Ben Weiss is an American entrepreneur who founded the beverage companies Bai Brands and Crook & Marker. He is the author of Basementality: How This Entrepreneur Drove His Fight Against Big Sugar and Rose from the Basement to a $1.7 Billion Brand, and is the host of Billion Dollar Idea on Fox Business Network.

==Early life==

Weiss was born in Brooklyn, New York, and raised on Staten Island. He graduated from Boston University with a finance degree in 1992 and then pursued an interest in entrepreneurship that he developed as a child.

== Career ==
In 1994, Weiss started his first business, a venture with Godiva Chocolatier to sell coffee in movie theaters, and later created the Chocolixir frozen chocolate beverage for Godiva's retail stores. His other early ventures included a coffee distribution business and a café in Queens, New York.

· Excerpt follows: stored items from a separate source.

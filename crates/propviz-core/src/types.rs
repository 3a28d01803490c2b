//! Fundamental geometric and scene types.

use glam::DVec2;
use serde::{Deserialize, Serialize};

use crate::enums::EntityKind;

/// A point on the rendering surface, in pixels. x grows right, y grows down.
pub type ScreenPoint = DVec2;

/// Point on the abstract km grid. x = East, y = North (y grows upward).
#[derive(Debug, Clone, Copy, Default, PartialEq, Serialize, Deserialize)]
pub struct KmPoint {
    pub x_km: f64,
    pub y_km: f64,
}

/// Geographic point in degrees.
#[derive(Debug, Clone, Copy, Default, PartialEq, Serialize, Deserialize)]
pub struct GeoPoint {
    pub lat: f64,
    pub lon: f64,
}

/// Entity position in one of the two coordinate conventions.
///
/// Untagged on the wire: `{x_km, y_km}` or `{lat, lon}`.
#[derive(Debug, Clone, Copy, PartialEq, Serialize, Deserialize)]
#[serde(untagged)]
pub enum Position {
    Grid(KmPoint),
    Geo(GeoPoint),
}

impl KmPoint {
    pub fn new(x_km: f64, y_km: f64) -> Self {
        Self { x_km, y_km }
    }
}

impl GeoPoint {
    pub fn new(lat: f64, lon: f64) -> Self {
        Self { lat, lon }
    }

    pub fn is_finite(&self) -> bool {
        self.lat.is_finite() && self.lon.is_finite()
    }
}

impl Position {
    pub fn grid(x_km: f64, y_km: f64) -> Self {
        Position::Grid(KmPoint::new(x_km, y_km))
    }

    pub fn geo(lat: f64, lon: f64) -> Self {
        Position::Geo(GeoPoint::new(lat, lon))
    }

    pub fn as_grid(&self) -> Option<KmPoint> {
        match self {
            Position::Grid(p) => Some(*p),
            Position::Geo(_) => None,
        }
    }

    pub fn as_geo(&self) -> Option<GeoPoint> {
        match self {
            Position::Geo(p) => Some(*p),
            Position::Grid(_) => None,
        }
    }

    pub fn is_finite(&self) -> bool {
        match self {
            Position::Grid(p) => p.x_km.is_finite() && p.y_km.is_finite(),
            Position::Geo(p) => p.is_finite(),
        }
    }
}

/// Scene extent in kilometers. The grid spans `[0, width] x [0, height]`.
#[derive(Debug, Clone, Copy, PartialEq, Serialize, Deserialize)]
pub struct SceneBounds {
    pub width_km: f64,
    pub height_km: f64,
}

impl Default for SceneBounds {
    fn default() -> Self {
        Self {
            width_km: crate::constants::DEFAULT_SCENE_WIDTH_KM,
            height_km: crate::constants::DEFAULT_SCENE_HEIGHT_KM,
        }
    }
}

impl SceneBounds {
    pub fn new(width_km: f64, height_km: f64) -> Self {
        Self {
            width_km,
            height_km,
        }
    }

    /// Clamp a grid point into the scene rectangle.
    pub fn clamp(&self, p: KmPoint) -> KmPoint {
        KmPoint {
            x_km: p.x_km.clamp(0.0, self.width_km.max(0.0)),
            y_km: p.y_km.clamp(0.0, self.height_km.max(0.0)),
        }
    }

    pub fn contains(&self, p: &KmPoint) -> bool {
        (0.0..=self.width_km).contains(&p.x_km) && (0.0..=self.height_km).contains(&p.y_km)
    }
}

/// A placed transmitter, tower, aircraft or receiver.
#[derive(Debug, Clone, PartialEq, Serialize, Deserialize)]
pub struct Entity {
    pub id: String,
    #[serde(default)]
    pub name: String,
    pub kind: EntityKind,
    pub position: Position,
    #[serde(default, skip_serializing_if = "Option::is_none")]
    pub frequency_mhz: Option<f64>,
    #[serde(default, skip_serializing_if = "Option::is_none")]
    pub power_dbm: Option<f64>,
    /// Glyph heading in degrees, East-zero convention.
    #[serde(default, skip_serializing_if = "Option::is_none")]
    pub heading_deg: Option<f64>,
}

impl Entity {
    pub fn new(id: impl Into<String>, kind: EntityKind, position: Position) -> Self {
        let id = id.into();
        Self {
            name: id.clone(),
            id,
            kind,
            position,
            frequency_mhz: None,
            power_dbm: None,
            heading_deg: None,
        }
    }

    pub fn with_name(mut self, name: impl Into<String>) -> Self {
        self.name = name.into();
        self
    }

    pub fn with_radio(mut self, frequency_mhz: f64, power_dbm: f64) -> Self {
        self.frequency_mhz = Some(frequency_mhz);
        self.power_dbm = Some(power_dbm);
        self
    }

    pub fn with_heading(mut self, heading_deg: f64) -> Self {
        self.heading_deg = Some(heading_deg);
        self
    }

    /// Display label: the name, or the id when the name is empty.
    pub fn label(&self) -> &str {
        if self.name.is_empty() {
            &self.id
        } else {
            &self.name
        }
    }
}

/// The abstract-grid scene: bounds plus ordered entities.
#[derive(Debug, Clone, Default, PartialEq, Serialize, Deserialize)]
pub struct Scene {
    pub bounds: SceneBounds,
    pub entities: Vec<Entity>,
}

impl Scene {
    pub fn new(bounds: SceneBounds) -> Self {
        Self {
            bounds,
            entities: Vec::new(),
        }
    }

    pub fn find(&self, id: &str) -> Option<&Entity> {
        self.entities.iter().find(|e| e.id == id)
    }

    pub fn find_mut(&mut self, id: &str) -> Option<&mut Entity> {
        self.entities.iter_mut().find(|e| e.id == id)
    }

    pub fn first_of(&self, kind: EntityKind) -> Option<&Entity> {
        self.entities.iter().find(|e| e.kind == kind)
    }

    pub fn of_kind(&self, kind: EntityKind) -> impl Iterator<Item = &Entity> {
        self.entities.iter().filter(move |e| e.kind == kind)
    }
}

/// One sample of the signal-level field returned by the backend.
#[derive(Debug, Clone, Copy, PartialEq, Serialize, Deserialize)]
pub struct HeatPoint {
    pub position: Position,
    pub level_dbm: f64,
}

impl HeatPoint {
    pub fn new(position: Position, level_dbm: f64) -> Self {
        Self {
            position,
            level_dbm,
        }
    }
}

/// Ordered track loaded from a route file.
#[derive(Debug, Clone, Default, PartialEq, Serialize, Deserialize)]
pub struct Route {
    pub points: Vec<GeoPoint>,
}

impl Route {
    pub fn new(points: Vec<GeoPoint>) -> Self {
        Self { points }
    }

    pub fn len(&self) -> usize {
        self.points.len()
    }

    pub fn is_empty(&self) -> bool {
        self.points.is_empty()
    }

    pub fn get(&self, index: usize) -> Option<GeoPoint> {
        self.points.get(index).copied()
    }
}

/// A named reference polyline used for snapping.
#[derive(Debug, Clone, Default, PartialEq, Serialize, Deserialize)]
pub struct Airway {
    pub name: String,
    pub points: Vec<GeoPoint>,
}

impl Airway {
    pub fn new(name: impl Into<String>, points: Vec<GeoPoint>) -> Self {
        Self {
            name: name.into(),
            points,
        }
    }

    /// Consecutive point pairs of the polyline.
    pub fn segments(&self) -> impl Iterator<Item = (GeoPoint, GeoPoint)> + '_ {
        self.points.windows(2).map(|w| (w[0], w[1]))
    }
}

/// All loaded airways.
pub type AirwaySet = Vec<Airway>;

/// Surface size in pixels.
#[derive(Debug, Clone, Copy, Default, PartialEq, Serialize, Deserialize)]
pub struct Viewport {
    pub width: f64,
    pub height: f64,
}

impl Viewport {
    pub fn new(width: f64, height: f64) -> Self {
        Self { width, height }
    }

    pub fn is_empty(&self) -> bool {
        !(self.width >= 1.0 && self.height >= 1.0)
    }

    pub fn size(&self) -> DVec2 {
        DVec2::new(self.width, self.height)
    }
}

In 2009, Weiss founded the antioxidant beverage brand Bai in the basement of his Princeton, New Jersey, townhouse. Weiss built Bai into one of the fastest-growing brands in the beverage industry as a lower-calorie alternative to soda without artificial sweeteners. In 2016, Dr Pepper Snapple Group announced a cash purchase of Bai for $1.7 billion. Weiss departed Bai in 2017 after the acquisition.

In 2019, Weiss founded Crook & Marker, an organic alcohol beverage line that competes with hard seltzers to challenge established alcohol brands.

In 2020, Weiss released his book Basementality, which covers his entrepreneurial career. The book includes a foreword by singer Zac Brown and endorsements from entertainer Justin Timberlake, journalist Katie Couric and former U.S. Senator Bill Bradley. Following the publication of Basementality, Weiss frequently speaks on entrepreneurship and innovation at colleges and universities.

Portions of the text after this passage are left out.